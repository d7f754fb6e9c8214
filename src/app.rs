use crate::tlog;

use chrono::{DateTime, Local};

use crate::config::DashConfig;
use crate::genesys::{Credentials, Environment};
use crate::present::{AgentView, QueueView};
use crate::refresh::{ConnectionState, DataKind, Session, SessionEvent};

#[derive(Debug, Clone, Copy, PartialEq, Eq)]
pub enum ViewMode {
    Login,
    Dashboard,
    Help,
    Log,
}

#[derive(Debug, Clone, Copy, PartialEq, Eq)]
pub enum LoginField {
    ClientId,
    ClientSecret,
    Environment,
}

impl LoginField {
    pub fn next(self) -> Self {
        match self {
            Self::ClientId => Self::ClientSecret,
            Self::ClientSecret => Self::Environment,
            Self::Environment => Self::ClientId,
        }
    }

    pub fn prev(self) -> Self {
        match self {
            Self::ClientId => Self::Environment,
            Self::ClientSecret => Self::ClientId,
            Self::Environment => Self::ClientSecret,
        }
    }
}

#[derive(Debug, Clone)]
pub struct LoginForm {
    pub client_id: String,
    pub client_secret: String,
    pub environment: Environment,
    pub focus: LoginField,
    pub error: Option<String>,
}

impl LoginForm {
    pub fn push(&mut self, c: char) {
        match self.focus {
            LoginField::ClientId => self.client_id.push(c),
            LoginField::ClientSecret => self.client_secret.push(c),
            LoginField::Environment => {}
        }
    }

    pub fn pop(&mut self) {
        match self.focus {
            LoginField::ClientId => {
                self.client_id.pop();
            }
            LoginField::ClientSecret => {
                self.client_secret.pop();
            }
            LoginField::Environment => {}
        }
    }

    pub fn credentials(&self) -> Credentials {
        Credentials::new(self.client_id.clone(), self.client_secret.clone())
    }
}

#[derive(Debug, Clone, PartialEq, Eq)]
pub enum RegionContent<T> {
    /// Nothing fetched yet for this session.
    Waiting,
    Ready(T),
    Failed(String),
}

/// One independently updated half of the dashboard.
#[derive(Debug, Clone)]
pub struct Region<T> {
    pub loading: bool,
    pub content: RegionContent<T>,
    pub updated_at: Option<DateTime<Local>>,
}

impl<T> Default for Region<T> {
    fn default() -> Self {
        Self {
            loading: false,
            content: RegionContent::Waiting,
            updated_at: None,
        }
    }
}

impl<T> Region<T> {
    fn apply(&mut self, kind: DataKind, result: Result<T, crate::genesys::DashError>) {
        self.loading = false;
        self.content = match result {
            Ok(view) => {
                self.updated_at = Some(Local::now());
                RegionContent::Ready(view)
            }
            Err(e) => RegionContent::Failed(format!("Error loading {}: {}", kind.label(), e)),
        };
    }
}

#[derive(Debug, Clone, Copy, PartialEq, Eq)]
pub enum Panel {
    Agents,
    Queues,
}

pub struct App {
    session: Session,
    view_mode: ViewMode,
    /// Where Help and Log return to.
    base_view: ViewMode,
    form: LoginForm,
    agents: Region<AgentView>,
    queues: Region<QueueView>,
    focus: Panel,
    agents_scroll: usize,
    queues_scroll: usize,
    log_scroll: usize,
    last_update: Option<DateTime<Local>>,
    should_quit: bool,
}

impl App {
    pub fn new(config: &DashConfig) -> Self {
        let environment = config.environment().unwrap_or_else(|e| {
            tlog!(warn, "invalid environment {:?}: {}", config.environment, e);
            Environment::default()
        });

        let form = LoginForm {
            client_id: config.client_id.clone().unwrap_or_default(),
            client_secret: config.client_secret.clone().unwrap_or_default(),
            environment: environment.clone(),
            focus: LoginField::ClientId,
            error: None,
        };

        Self {
            session: Session::new(environment, config.session_settings()),
            view_mode: ViewMode::Login,
            base_view: ViewMode::Login,
            form,
            agents: Region::default(),
            queues: Region::default(),
            focus: Panel::Agents,
            agents_scroll: 0,
            queues_scroll: 0,
            log_scroll: 0,
            last_update: None,
            should_quit: false,
        }
    }

    pub fn view_mode(&self) -> ViewMode {
        self.view_mode
    }

    pub fn base_view(&self) -> ViewMode {
        self.base_view
    }

    fn set_base_view(&mut self, mode: ViewMode) {
        self.base_view = mode;
        if matches!(self.view_mode, ViewMode::Login | ViewMode::Dashboard) {
            self.view_mode = mode;
        }
    }

    pub fn toggle_help(&mut self) {
        self.view_mode = if self.view_mode == ViewMode::Help {
            self.base_view
        } else {
            ViewMode::Help
        };
    }

    pub fn toggle_log(&mut self) {
        if self.view_mode == ViewMode::Log {
            self.view_mode = self.base_view;
        } else {
            self.view_mode = ViewMode::Log;
            self.log_scroll = usize::MAX;
        }
    }

    pub fn back(&mut self) {
        self.view_mode = self.base_view;
    }

    pub fn form(&self) -> &LoginForm {
        &self.form
    }

    pub fn form_mut(&mut self) -> &mut LoginForm {
        &mut self.form
    }

    pub fn connection_state(&self) -> ConnectionState {
        self.session.state()
    }

    pub fn is_connecting(&self) -> bool {
        self.session.state() == ConnectionState::Connecting
    }

    pub fn environment(&self) -> Environment {
        self.session.environment()
    }

    pub fn agents(&self) -> &Region<AgentView> {
        &self.agents
    }

    pub fn queues(&self) -> &Region<QueueView> {
        &self.queues
    }

    pub fn last_update(&self) -> Option<DateTime<Local>> {
        self.last_update
    }

    /// Connects with the form's credentials. Enter is ignored while a
    /// connect is already in flight.
    pub fn submit_login(&mut self) {
        if self.is_connecting() {
            return;
        }
        self.session.set_environment(self.form.environment.clone());
        match self.session.connect(self.form.credentials()) {
            Ok(()) => {
                self.form.error = None;
                self.agents = Region::default();
                self.queues = Region::default();
                self.last_update = None;
            }
            Err(e) => self.form.error = Some(e.to_string()),
        }
    }

    pub fn login_cycle_environment(&mut self, forward: bool) {
        self.form.environment = self.form.environment.cycle(forward);
    }

    /// Picks the next known environment for the running session. Only
    /// requests built after this see the new value.
    pub fn cycle_environment(&mut self, forward: bool) {
        let next = self.session.environment().cycle(forward);
        self.form.environment = next.clone();
        self.session.set_environment(next);
    }

    pub fn refresh_now(&mut self) {
        if !self.session.is_authenticated() || !self.session.refresh_now() {
            tlog!(warn, "refresh ignored: not connected");
        }
    }

    /// Back to the login form. The running session keeps polling until the
    /// next connect replaces it.
    pub fn reconnect(&mut self) {
        self.form.focus = LoginField::ClientId;
        self.set_base_view(ViewMode::Login);
    }

    /// Esc on the login form returns to a dashboard that is still
    /// connected. Returns false when there is none.
    pub fn cancel_login(&mut self) -> bool {
        if self.session.state() != ConnectionState::Connected {
            return false;
        }
        self.set_base_view(ViewMode::Dashboard);
        true
    }

    pub fn disconnect(&mut self) {
        self.session.disconnect();
        self.agents.loading = false;
        self.queues.loading = false;
    }

    /// Applies pending session events. Returns true when anything changed.
    pub fn drain_session_events(&mut self) -> bool {
        let events = self.session.drain();
        let changed = !events.is_empty();
        for event in events {
            self.apply_event(event);
        }
        changed
    }

    fn apply_event(&mut self, event: SessionEvent) {
        match event {
            SessionEvent::Connected => {
                self.form.error = None;
                self.set_base_view(ViewMode::Dashboard);
            }
            SessionEvent::ConnectFailed(e) => {
                self.form.error = Some(e.to_string());
                self.set_base_view(ViewMode::Login);
            }
            SessionEvent::Loading(DataKind::Agents) => self.agents.loading = true,
            SessionEvent::Loading(DataKind::Queues) => self.queues.loading = true,
            SessionEvent::Agents(result) => {
                let ok = result.is_ok();
                self.agents.apply(DataKind::Agents, result);
                self.clamp_scroll();
                if ok {
                    self.last_update = Some(Local::now());
                }
            }
            SessionEvent::Queues(result) => {
                let ok = result.is_ok();
                self.queues.apply(DataKind::Queues, result);
                self.clamp_scroll();
                if ok {
                    self.last_update = Some(Local::now());
                }
            }
        }
    }

    pub fn focus(&self) -> Panel {
        self.focus
    }

    pub fn toggle_focus(&mut self) {
        self.focus = match self.focus {
            Panel::Agents => Panel::Queues,
            Panel::Queues => Panel::Agents,
        };
    }

    pub fn scroll(&self, panel: Panel) -> usize {
        match panel {
            Panel::Agents => self.agents_scroll,
            Panel::Queues => self.queues_scroll,
        }
    }

    fn row_count(&self, panel: Panel) -> usize {
        match panel {
            Panel::Agents => match &self.agents.content {
                RegionContent::Ready(view) => view.rows().len(),
                _ => 0,
            },
            Panel::Queues => match &self.queues.content {
                RegionContent::Ready(view) => view.rows().len(),
                _ => 0,
            },
        }
    }

    fn scroll_mut(&mut self, panel: Panel) -> &mut usize {
        match panel {
            Panel::Agents => &mut self.agents_scroll,
            Panel::Queues => &mut self.queues_scroll,
        }
    }

    fn clamp_scroll(&mut self) {
        for panel in [Panel::Agents, Panel::Queues] {
            let max = self.row_count(panel).saturating_sub(1);
            let scroll = self.scroll_mut(panel);
            *scroll = (*scroll).min(max);
        }
    }

    pub fn move_up(&mut self) {
        if self.view_mode == ViewMode::Log {
            self.log_scroll = self.log_scroll.min(crate::log::entry_count()).saturating_sub(1);
            return;
        }
        let scroll = self.scroll_mut(self.focus);
        *scroll = scroll.saturating_sub(1);
    }

    pub fn move_down(&mut self) {
        if self.view_mode == ViewMode::Log {
            self.log_scroll = self.log_scroll.saturating_add(1);
            return;
        }
        let max = self.row_count(self.focus).saturating_sub(1);
        let scroll = self.scroll_mut(self.focus);
        if *scroll < max {
            *scroll += 1;
        }
    }

    pub fn move_to_top(&mut self) {
        if self.view_mode == ViewMode::Log {
            self.log_scroll = 0;
            return;
        }
        *self.scroll_mut(self.focus) = 0;
    }

    pub fn move_to_bottom(&mut self) {
        if self.view_mode == ViewMode::Log {
            self.log_scroll = usize::MAX;
            return;
        }
        let max = self.row_count(self.focus).saturating_sub(1);
        *self.scroll_mut(self.focus) = max;
    }

    pub fn log_scroll(&self) -> usize {
        self.log_scroll
    }

    pub fn should_quit(&self) -> bool {
        self.should_quit
    }

    pub fn quit(&mut self) {
        self.session.disconnect();
        self.should_quit = true;
    }
}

☆ ☆ ☆ ☆ ☆

Exercise
After reading the listing above, work out how many lines contain "enum" and reply with that number only.

Written response
4